Para além da origem atravessada por binarismos deste campo do Direito,
responsáveis por reduzir histórias, culturas e relações ao binômio “arcaicas vs. evoluídas”,
observa-se que esta configuração acompanhou as dinâmicas internacionais de modo a
ultrapassar o colonialismo como categoria político-jurídica legitimada, firmando-se, pois,
como uma consequência da colonialidade1. É neste ponto que as lutas por descolonização,
nas décadas de 1950 a 1970, irromperam desestabilizando as premissas coloniais na arena
internacional e reivindicando a emancipação deste sistema de dominação e exploração, o
que se dá, sobretudo, sob a égide do tão valorado princípio da autodeterminação dos povos
(OJUKWU; OKOLI, 2021, p. 127; GALINDO, 2015).
A partir disso, este princípio levanta a expectativa de que, finalmente, o Direito
Internacional estaria maduro o suficiente para superar a “linha de inclusão-exclusão da
civilização” (DAL RI JÚNIOR; BIAZI; ZIMMERMANN, 2017, p. 66, grifo dos autores).
Entretanto, percebe-se que sua articulação está muito comumente vinculada ao
questionamento da viabilidade do Estado “oriundo”2 do exercício deste direito o que
implica interrogar quanto à sua capacidade de autogoverno –, bem como é balizada pelo
enaltecimento da estabilidade política, da soberania estatal e da integridade territorial nas
relações jurídico-políticas internacionais (OJUKWU; OKOLI, 2021, p. 128).
Por esta razão, enunciou-se a necessidade de encampar um processo de ruptura
1 Cf.
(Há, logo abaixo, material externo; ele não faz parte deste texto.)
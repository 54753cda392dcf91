//! Concrete implementation of the IdeomGraph trait using petgraph.
//!
//! Ideoms live in a `StableDiGraph` so that node and edge handles stay
//! valid across removals. HashMap indices give O(1) lookup by id and by
//! display name.

use ideom_core::error::{IdeomError, Result};
use ideom_core::topology::IdeomGraph;
use ideom_core::types::{clamp_unit, Ideom, IdeomId, PrunedConnection};
use petgraph::stable_graph::{EdgeIndex, NodeIndex, StableDiGraph};
use petgraph::visit::{EdgeRef, IntoEdgeReferences};
use petgraph::Direction;
use std::collections::HashMap;

/// Petgraph-backed ideom graph.
#[derive(Debug, Clone, Default)]
pub struct PetIdeomGraph {
    graph: StableDiGraph<Ideom, f64>,
    /// Map from our IdeomId to petgraph's internal index.
    node_index: HashMap<IdeomId, NodeIndex>,
    /// Display name to ids. Names are not unique.
    name_index: HashMap<String, Vec<IdeomId>>,
    /// Insertion order of live ideoms.
    order: Vec<IdeomId>,
}

impl PetIdeomGraph {
    pub fn new() -> Self {
        Self::default()
    }

    fn index_of(&self, id: &IdeomId) -> Option<NodeIndex> {
        self.node_index.get(id).copied()
    }

    fn unindex_name(&mut self, name: &str, id: &IdeomId) {
        if let Some(ids) = self.name_index.get_mut(name) {
            ids.retain(|other| other != id);
            if ids.is_empty() {
                self.name_index.remove(name);
            }
        }
    }

    fn outgoing(&self, idx: NodeIndex) -> Vec<(EdgeIndex, NodeIndex, f64)> {
        let mut edges: Vec<_> = self
            .graph
            .edges_directed(idx, Direction::Outgoing)
            .map(|e| (e.id(), e.target(), *e.weight()))
            .collect();
        edges.sort_by_key(|(edge, _, _)| *edge);
        edges
    }
}

impl IdeomGraph for PetIdeomGraph {
    fn add(&mut self, ideom: Ideom) -> IdeomId {
        let id = ideom.id.clone();
        if let Some(idx) = self.index_of(&id) {
            let old_name = self.graph[idx].name.clone();
            if old_name != ideom.name {
                self.unindex_name(&old_name, &id);
                self.name_index.entry(ideom.name.clone()).or_default().push(id.clone());
            }
            self.graph[idx] = ideom;
            return id;
        }
        self.name_index.entry(ideom.name.clone()).or_default().push(id.clone());
        let idx = self.graph.add_node(ideom);
        self.node_index.insert(id.clone(), idx);
        self.order.push(id.clone());
        id
    }

    fn get(&self, id: &IdeomId) -> Option<&Ideom> {
        self.index_of(id).and_then(|idx| self.graph.node_weight(idx))
    }

    fn get_mut(&mut self, id: &IdeomId) -> Option<&mut Ideom> {
        let idx = self.index_of(id)?;
        self.graph.node_weight_mut(idx)
    }

    fn remove(&mut self, id: &IdeomId) -> Option<Ideom> {
        let idx = self.node_index.remove(id)?;
        // petgraph drops every incident edge along with the node.
        let ideom = self.graph.remove_node(idx)?;
        self.unindex_name(&ideom.name, id);
        self.order.retain(|other| other != id);
        Some(ideom)
    }

    fn connect(&mut self, a: &IdeomId, b: &IdeomId, weight: f64) -> Result<()> {
        if !self.contains(a) {
            return Err(IdeomError::NodeNotFound(a.clone()));
        }
        if !self.contains(b) {
            return Err(IdeomError::NodeNotFound(b.clone()));
        }
        self.set_weight(a, b, weight);
        self.set_weight(b, a, weight);
        Ok(())
    }

    fn set_weight(&mut self, from: &IdeomId, to: &IdeomId, weight: f64) -> bool {
        let (Some(from_idx), Some(to_idx)) = (self.index_of(from), self.index_of(to)) else {
            return false;
        };
        let existing = self.graph.find_edge(from_idx, to_idx);
        match (existing, weight > 0.0) {
            (Some(edge), true) => self.graph[edge] = weight,
            (Some(edge), false) => {
                self.graph.remove_edge(edge);
            }
            (None, true) => {
                self.graph.add_edge(from_idx, to_idx, weight);
            }
            (None, false) => {}
        }
        true
    }

    fn weight(&self, from: &IdeomId, to: &IdeomId) -> f64 {
        let (Some(from_idx), Some(to_idx)) = (self.index_of(from), self.index_of(to)) else {
            return 0.0;
        };
        self.graph
            .find_edge(from_idx, to_idx)
            .map(|edge| self.graph[edge])
            .unwrap_or(0.0)
    }

    fn connections(&self, id: &IdeomId) -> Vec<(IdeomId, f64)> {
        let Some(idx) = self.index_of(id) else {
            return Vec::new();
        };
        self.outgoing(idx)
            .into_iter()
            .map(|(_, target, w)| (self.graph[target].id.clone(), w))
            .collect()
    }

    fn all_edges(&self) -> Vec<(IdeomId, IdeomId, f64)> {
        self.graph
            .edge_references()
            .map(|e| {
                (
                    self.graph[e.source()].id.clone(),
                    self.graph[e.target()].id.clone(),
                    *e.weight(),
                )
            })
            .collect()
    }

    fn ids(&self) -> Vec<IdeomId> {
        self.order.clone()
    }

    fn by_name(&self, name: &str) -> Vec<&Ideom> {
        self.name_index
            .get(name)
            .map(|ids| ids.iter().filter_map(|id| self.get(id)).collect())
            .unwrap_or_default()
    }

    fn activate(&mut self, id: &IdeomId, strength: f64) -> Option<f64> {
        self.get_mut(id).map(|ideom| ideom.activate(strength))
    }

    fn set_activation(&mut self, id: &IdeomId, level: f64) -> bool {
        match self.get_mut(id) {
            Some(ideom) => {
                ideom.activation_level = clamp_unit(level);
                true
            }
            None => false,
        }
    }

    fn decay_all(&mut self) {
        for ideom in self.graph.node_weights_mut() {
            ideom.decay();
        }
    }

    fn reset_activations(&mut self) {
        for ideom in self.graph.node_weights_mut() {
            ideom.reset();
        }
    }

    fn prune_edges_below(&mut self, threshold: f64) -> Vec<PrunedConnection> {
        let doomed: Vec<(EdgeIndex, PrunedConnection)> = self
            .graph
            .edge_references()
            .filter(|e| *e.weight() < threshold)
            .map(|e| {
                (
                    e.id(),
                    PrunedConnection {
                        from: self.graph[e.source()].id.clone(),
                        to: self.graph[e.target()].id.clone(),
                        final_weight: *e.weight(),
                    },
                )
            })
            .collect();

        // Stable indices: removing one edge never shifts another.
        doomed
            .into_iter()
            .map(|(edge, pruned)| {
                self.graph.remove_edge(edge);
                pruned
            })
            .collect()
    }

    fn len(&self) -> usize {
        self.graph.node_count()
    }

    fn edge_count(&self) -> usize {
        self.graph.edge_count()
    }
}

#[cfg(test)]
mod tests {
    use super::*;

    fn id(s: &str) -> IdeomId {
        IdeomId::from(s)
    }

    fn graph_with(names: &[&str]) -> PetIdeomGraph {
        let mut graph = PetIdeomGraph::new();
        for name in names {
            graph.add(Ideom::new(*name, *name));
        }
        graph
    }

    #[test]
    fn add_and_get() {
        let graph = graph_with(&["dog"]);
        assert_eq!(graph.get(&id("dog")).map(|i| i.name.as_str()), Some("dog"));
        assert!(graph.get(&id("cat")).is_none());
        assert_eq!(graph.len(), 1);
    }

    #[test]
    fn connect_writes_both_directions() {
        let mut graph = graph_with(&["dog", "bark"]);
        graph.connect(&id("dog"), &id("bark"), 0.8).unwrap();
        assert_eq!(graph.weight(&id("dog"), &id("bark")), 0.8);
        assert_eq!(graph.weight(&id("bark"), &id("dog")), 0.8);
        assert_eq!(graph.edge_count(), 2);
    }

    #[test]
    fn connect_unknown_endpoint_fails() {
        let mut graph = graph_with(&["dog"]);
        let err = graph.connect(&id("dog"), &id("ghost"), 0.5).unwrap_err();
        assert!(matches!(err, IdeomError::NodeNotFound(ref missing) if missing == &id("ghost")));
        assert_eq!(graph.edge_count(), 0);
    }

    #[test]
    fn directions_can_diverge() {
        let mut graph = graph_with(&["a", "b"]);
        graph.connect(&id("a"), &id("b"), 0.5).unwrap();
        graph.set_weight(&id("a"), &id("b"), 0.9);
        assert_eq!(graph.weight(&id("a"), &id("b")), 0.9);
        assert_eq!(graph.weight(&id("b"), &id("a")), 0.5);
    }

    #[test]
    fn non_positive_weight_removes_edge() {
        let mut graph = graph_with(&["a", "b"]);
        graph.connect(&id("a"), &id("b"), 0.5).unwrap();
        graph.set_weight(&id("a"), &id("b"), 0.0);
        assert_eq!(graph.weight(&id("a"), &id("b")), 0.0);
        assert_eq!(graph.edge_count(), 1);
    }

    #[test]
    fn remove_cascades_edges() {
        let mut graph = graph_with(&["a", "b", "c"]);
        graph.connect(&id("a"), &id("b"), 0.5).unwrap();
        graph.connect(&id("c"), &id("b"), 0.5).unwrap();
        let removed = graph.remove(&id("b")).unwrap();
        assert_eq!(removed.name, "b");
        assert_eq!(graph.edge_count(), 0);
        assert!(graph.connections(&id("a")).is_empty());
        assert!(graph.by_name("b").is_empty());
        assert_eq!(graph.ids(), vec![id("a"), id("c")]);
    }

    #[test]
    fn by_name_returns_every_match() {
        let mut graph = PetIdeomGraph::new();
        graph.add(Ideom::new("bank-1", "bank"));
        graph.add(Ideom::new("bank-2", "bank"));
        graph.add(Ideom::new("river", "river"));
        let banks: Vec<_> = graph.by_name("bank").into_iter().map(|i| i.id.clone()).collect();
        assert_eq!(banks, vec![id("bank-1"), id("bank-2")]);
    }

    #[test]
    fn re_adding_keeps_edges_and_reindexes_name() {
        let mut graph = graph_with(&["a", "b"]);
        graph.connect(&id("a"), &id("b"), 0.4).unwrap();
        graph.add(Ideom::new("a", "alpha"));
        assert_eq!(graph.weight(&id("a"), &id("b")), 0.4);
        assert!(graph.by_name("a").is_empty());
        assert_eq!(graph.by_name("alpha").len(), 1);
        assert_eq!(graph.len(), 2);
    }

    #[test]
    fn decay_and_reset() {
        let mut graph = graph_with(&["a"]);
        graph.activate(&id("a"), 0.5);
        graph.decay_all();
        assert!((graph.get(&id("a")).unwrap().activation_level - 0.4).abs() < 1e-12);
        graph.reset_activations();
        assert_eq!(graph.get(&id("a")).unwrap().activation_level, 0.0);
    }

    #[test]
    fn active_uses_node_threshold_by_default() {
        let mut graph = PetIdeomGraph::new();
        graph.add(Ideom::new("low", "low").with_threshold(0.2));
        graph.add(Ideom::new("high", "high").with_threshold(0.9));
        graph.activate(&id("low"), 0.3);
        graph.activate(&id("high"), 0.3);
        let active: Vec<_> = graph.active(None).into_iter().map(|i| i.id.clone()).collect();
        assert_eq!(active, vec![id("low")]);
        assert_eq!(graph.active(Some(0.3)).len(), 2);
    }

    #[test]
    fn prune_removes_weak_edges() {
        let mut graph = graph_with(&["a", "b", "c"]);
        graph.connect(&id("a"), &id("b"), 0.05).unwrap();
        graph.connect(&id("a"), &id("c"), 0.5).unwrap();
        let pruned = graph.prune_edges_below(0.1);
        assert_eq!(pruned.len(), 2);
        assert_eq!(graph.edge_count(), 2);
        assert_eq!(graph.weight(&id("a"), &id("c")), 0.5);
    }

    #[test]
    fn neighborhood_is_breadth_first() {
        let mut graph = graph_with(&["a", "b", "c", "d"]);
        graph.set_weight(&id("a"), &id("b"), 0.5);
        graph.set_weight(&id("b"), &id("c"), 0.5);
        graph.set_weight(&id("c"), &id("d"), 0.5);
        assert_eq!(graph.neighborhood(&id("a"), 2), vec![id("a"), id("b"), id("c")]);
        assert_eq!(graph.neighborhood(&id("a"), 0), vec![id("a")]);
    }

    #[test]
    fn strongly_connected_filters_by_weight() {
        let mut graph = graph_with(&["a", "b", "c"]);
        graph.connect(&id("a"), &id("b"), 0.9).unwrap();
        graph.connect(&id("a"), &id("c"), 0.2).unwrap();
        let strong: Vec<_> = graph
            .strongly_connected(&id("a"), 0.5)
            .into_iter()
            .map(|i| i.id.clone())
            .collect();
        assert_eq!(strong, vec![id("b")]);
        assert_eq!(graph.connected(&id("a")).len(), 2);
    }
}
Quijano, 2000.
2 Opta-se pela utilização das aspas neste termo porque neste questionamento, em geral, está implícita a
adoção da teoria constitutiva em matéria de Reconhecimento de Estado, a qual preconiza que a personalidade
jurídica internacional do Estado lhe é atribuída pelo ato político do reconhecimento, de modo a constituí-lo.
Contudo, o posicionamento adotado afasta-se desta corrente doutrinária, vez que compreende o ato do
reconhecimento como um comportamento meramente declaratório, isto é, aquiesce a concepção de que, ao
reunir os requisitos internacionalmente preceituados para a sua existência, cabe à sociedade internacional
apenas declarar que aquele Estado, já dotado de personalidade jurídica, faz jus a esta qualificação. Cf.
Mazzuoli, 2021; Accioly, Silva e Casella, 2012.